空は赤紫と群青が溶け合い、雲は遅く、風もまた遅い。まるでこの場所だけが、夜を迎える準備を静かに進めているようだった。
田代峠。山形と宮城の県境に位置し、地元では「越えてはならない時間がある」と囁かれる場所だ。かつて人馬が行き交った道は今や廃れ、倒木と落石に覆われている。それでも時折、理由もなくここを訪れる者がいる。そして、戻らない。
磁石は狂い、エンジンは止まり、通信は途絶える。
だが、それは表層にすぎない。こむぎは、この峠そのものが"何かを抱えている"と感じていた。
バイクを降り、胸元から小型のICレコーダーを取り出す。録音ボタンを押すと、微かな電子音が鳴った。
「……記録開始。地点、田代峠。標高約850メートル。気温19度、湿度72パーセント……」
言葉を続けようとして、こむぎは口を閉じた。
耳の奥で、別の音が鳴っていたからだ。風でも、鳥でもない。地を這うような低い共鳴。鼓膜ではなく、骨に直接触れてくるような"地の呼吸"。
「……音が、生きてる……」
そのとき、空の奥で青白い光が揺らめいた。星でも航空灯でもない。空間のひだが、ゆっくりと開いているかのような光だった。レコーダーが突然、甲高い警告音を発する。無意識に、こむぎは首に巻いたバンダナを握りしめた。

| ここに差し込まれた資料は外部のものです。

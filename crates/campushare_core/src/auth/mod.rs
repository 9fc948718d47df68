//! Authentication primitives.
//!
//! - [`PasswordHasher`]: argon2id password hashes in PHC string format
//! - [`TokenIssuer`]: HS256 JSON Web Tokens carrying the user id and role

mod password;
mod token;

pub use password::{HashCost, PasswordHasher, MAX_PASSWORD_LENGTH, MIN_PASSWORD_LENGTH};
pub use token::{Claims, TokenConfig, TokenError, TokenIssuer};
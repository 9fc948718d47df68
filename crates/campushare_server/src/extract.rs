//! Request extractors.
//!
//! Wrappers around axum's extractors that reject with [`ApiError`], so
//! malformed input gets the same JSON error envelope as everything else.

use crate::error::ApiError;
use crate::state::AppState;
use axum::extract::{FromRequest, FromRequestParts, Path, Query, Request};
use axum::http::header::AUTHORIZATION;
use axum::http::request::Parts;
use axum::Json;
use campushare_core::models::User;
use campushare_core::{Actor, CoreError};
use serde::de::DeserializeOwned;

/// An authenticated, active account.
#[derive(Debug, Clone)]
pub struct AuthUser(pub User);

impl AuthUser {
    /// The account as a permission subject, with its current role.
    pub fn actor(&self) -> Actor {
        Actor::new(self.0.id, self.0.role)
    }
}

impl FromRequestParts<AppState> for AuthUser {
    type Rejection = ApiError;

    async fn from_request_parts(
        parts: &mut Parts,
        state: &AppState,
    ) -> Result<Self, Self::Rejection> {
        let token = bearer_token(parts)?.ok_or(CoreError::Unauthenticated)?;
        Ok(AuthUser(state.authenticate(token).await?))
    }
}

/// An account if credentials were sent, `None` for anonymous requests.
///
/// Credentials that are sent but invalid are still rejected.
#[derive(Debug, Clone)]
pub struct MaybeUser(pub Option<User>);

impl MaybeUser {
    /// The account as a permission subject.
    pub fn actor(&self) -> Option<Actor> {
        self.0.as_ref().map(|user| Actor::new(user.id, user.role))
    }
}

impl FromRequestParts<AppState> for MaybeUser {
    type Rejection = ApiError;

    async fn from_request_parts(
        parts: &mut Parts,
        state: &AppState,
    ) -> Result<Self, Self::Rejection> {
        match bearer_token(parts)? {
            Some(token) => Ok(MaybeUser(Some(state.authenticate(token).await?))),
            None => Ok(MaybeUser(None)),
        }
    }
}

fn bearer_token(parts: &Parts) -> Result<Option<&str>, ApiError> {
    let Some(value) = parts.headers.get(AUTHORIZATION) else {
        return Ok(None);
    };
    let value = value.to_str().map_err(|_| CoreError::Unauthenticated)?;
    let (scheme, token) = value.split_once(' ').ok_or(CoreError::Unauthenticated)?;
    if !scheme.eq_ignore_ascii_case("bearer") || token.trim().is_empty() {
        return Err(CoreError::Unauthenticated.into());
    }
    Ok(Some(token.trim()))
}

/// JSON request body.
#[derive(Debug, Clone)]
pub struct JsonBody<T>(pub T);

impl<S, T> FromRequest<S> for JsonBody<T>
where
    T: DeserializeOwned,
    S: Send + Sync,
{
    type Rejection = ApiError;

    async fn from_request(req: Request, state: &S) -> Result<Self, Self::Rejection> {
        let Json(value) = Json::<T>::from_request(req, state)
            .await
            .map_err(|rejection| ApiError::bad_request(rejection.body_text()))?;
        Ok(JsonBody(value))
    }
}

/// Query string parameters.
#[derive(Debug, Clone)]
pub struct Params<T>(pub T);

impl<S, T> FromRequestParts<S> for Params<T>
where
    T: DeserializeOwned,
    S: Send + Sync,
{
    type Rejection = ApiError;

    async fn from_request_parts(parts: &mut Parts, state: &S) -> Result<Self, Self::Rejection> {
        let Query(value) = Query::<T>::from_request_parts(parts, state)
            .await
            .map_err(|rejection| ApiError::bad_request(rejection.body_text()))?;
        Ok(Params(value))
    }
}

/// The numeric `{id}` path segment.
#[derive(Debug, Clone, Copy)]
pub struct IdParam(pub i64);

impl<S> FromRequestParts<S> for IdParam
where
    S: Send + Sync,
{
    type Rejection = ApiError;

    async fn from_request_parts(parts: &mut Parts, state: &S) -> Result<Self, Self::Rejection> {
        let Path(id) = Path::<i64>::from_request_parts(parts, state)
            .await
            .map_err(|rejection| ApiError::bad_request(rejection.body_text()))?;
        Ok(IdParam(id))
    }
}

#[cfg(test)]
mod tests {
    use super::*;
    use axum::http::Request as HttpRequest;

    fn parts(authorization: Option<&str>) -> Parts {
        let mut builder = HttpRequest::builder().uri("/api/auth/me");
        if let Some(value) = authorization {
            builder = builder.header(AUTHORIZATION, value);
        }
        builder.body(()).unwrap().into_parts().0
    }

    #[test]
    fn no_header_is_anonymous() {
        assert!(bearer_token(&parts(None)).unwrap().is_none());
    }

    #[test]
    fn reads_bearer_token() {
        let parts = parts(Some("Bearer abc.def.ghi"));
        assert_eq!(bearer_token(&parts).unwrap(), Some("abc.def.ghi"));

        let parts = self::parts(Some("bearer abc.def.ghi"));
        assert_eq!(bearer_token(&parts).unwrap(), Some("abc.def.ghi"));
    }

    #[test]
    fn rejects_other_schemes() {
        for value in ["Basic dXNlcjpwYXNz", "Bearer", "Bearer   ", "token"] {
            let err = bearer_token(&parts(Some(value))).unwrap_err();
            assert_eq!(err.code(), "unauthenticated", "{value}");
        }
    }
}
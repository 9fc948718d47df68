//! Domain records and the inputs that create or change them.
//!
//! Records (`User`, `Course`, ...) map rows 1:1 and serialize to the JSON the
//! HTTP layer returns. Inputs (`NewUser`, `UpdateCourse`, ...) deserialize from
//! request bodies and carry their own `validate` methods.

mod comment;
mod course;
mod favorite;
mod rating;
mod resource;
mod review;
mod user;
pub(crate) mod validate;

pub use comment::{Comment, NewComment, MAX_COMMENT_LENGTH};
pub use course::{Course, CourseFilter, CourseSort, NewCourse, UpdateCourse};
pub use favorite::FavoritedResource;
pub use rating::{rounded_average, validate_score, Rating, RatingSummary, MAX_SCORE, MIN_SCORE};
pub use resource::{NewResource, Resource, ResourceFilter, ResourceSort, UpdateResource};
pub use review::{NewReview, ReviewRecord};
pub use user::{NewUser, PublicProfile, UpdateProfile, User, UserFilter};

黒又山。キリストの墓。大湯環状列石。これまで訪れてきた"記録の場所"と同じ感覚。既視感ではない、既聴感。
ゴゴゴゴ……。
地鳴りが、粘性を帯びて続く。
再び山の頂から光が立ち上がった。今度は明らかに意志を持ち円を描く。その中心に現れたのは、楕円形の物体だった。金属とも石ともつかない表面は大気と同化し、そこに浮かぶ文様は――遮光器土偶の目と同じ渦。
「……器、か」
その瞬間、声が思考に直接流れ込む。
『知識を、継承する者へ』
視界が開き、映像が奔流のように押し寄せた。星々の誕生と死。地球が"記録媒体"として設計されてきた過程。東北各地の伝承地は、すべて観測装置だった。土偶は模倣であり、伝承は暗号だったのだ。
気づけば、こむぎは林道の入口に立っていた。夜。完全な静寂。手の中には、冷たい金属片が残されている。渦巻きの文様。それは確かな現実だった。
バイクにまたがり、キーを回す。KLX250は何事もなかったようにエンジンを震わせた。
「……旅は終わった。でも……」
こむぎは前を見据える。
「……物語は、これからだ」
走り出す背中を、星々が記憶のように見送っていた。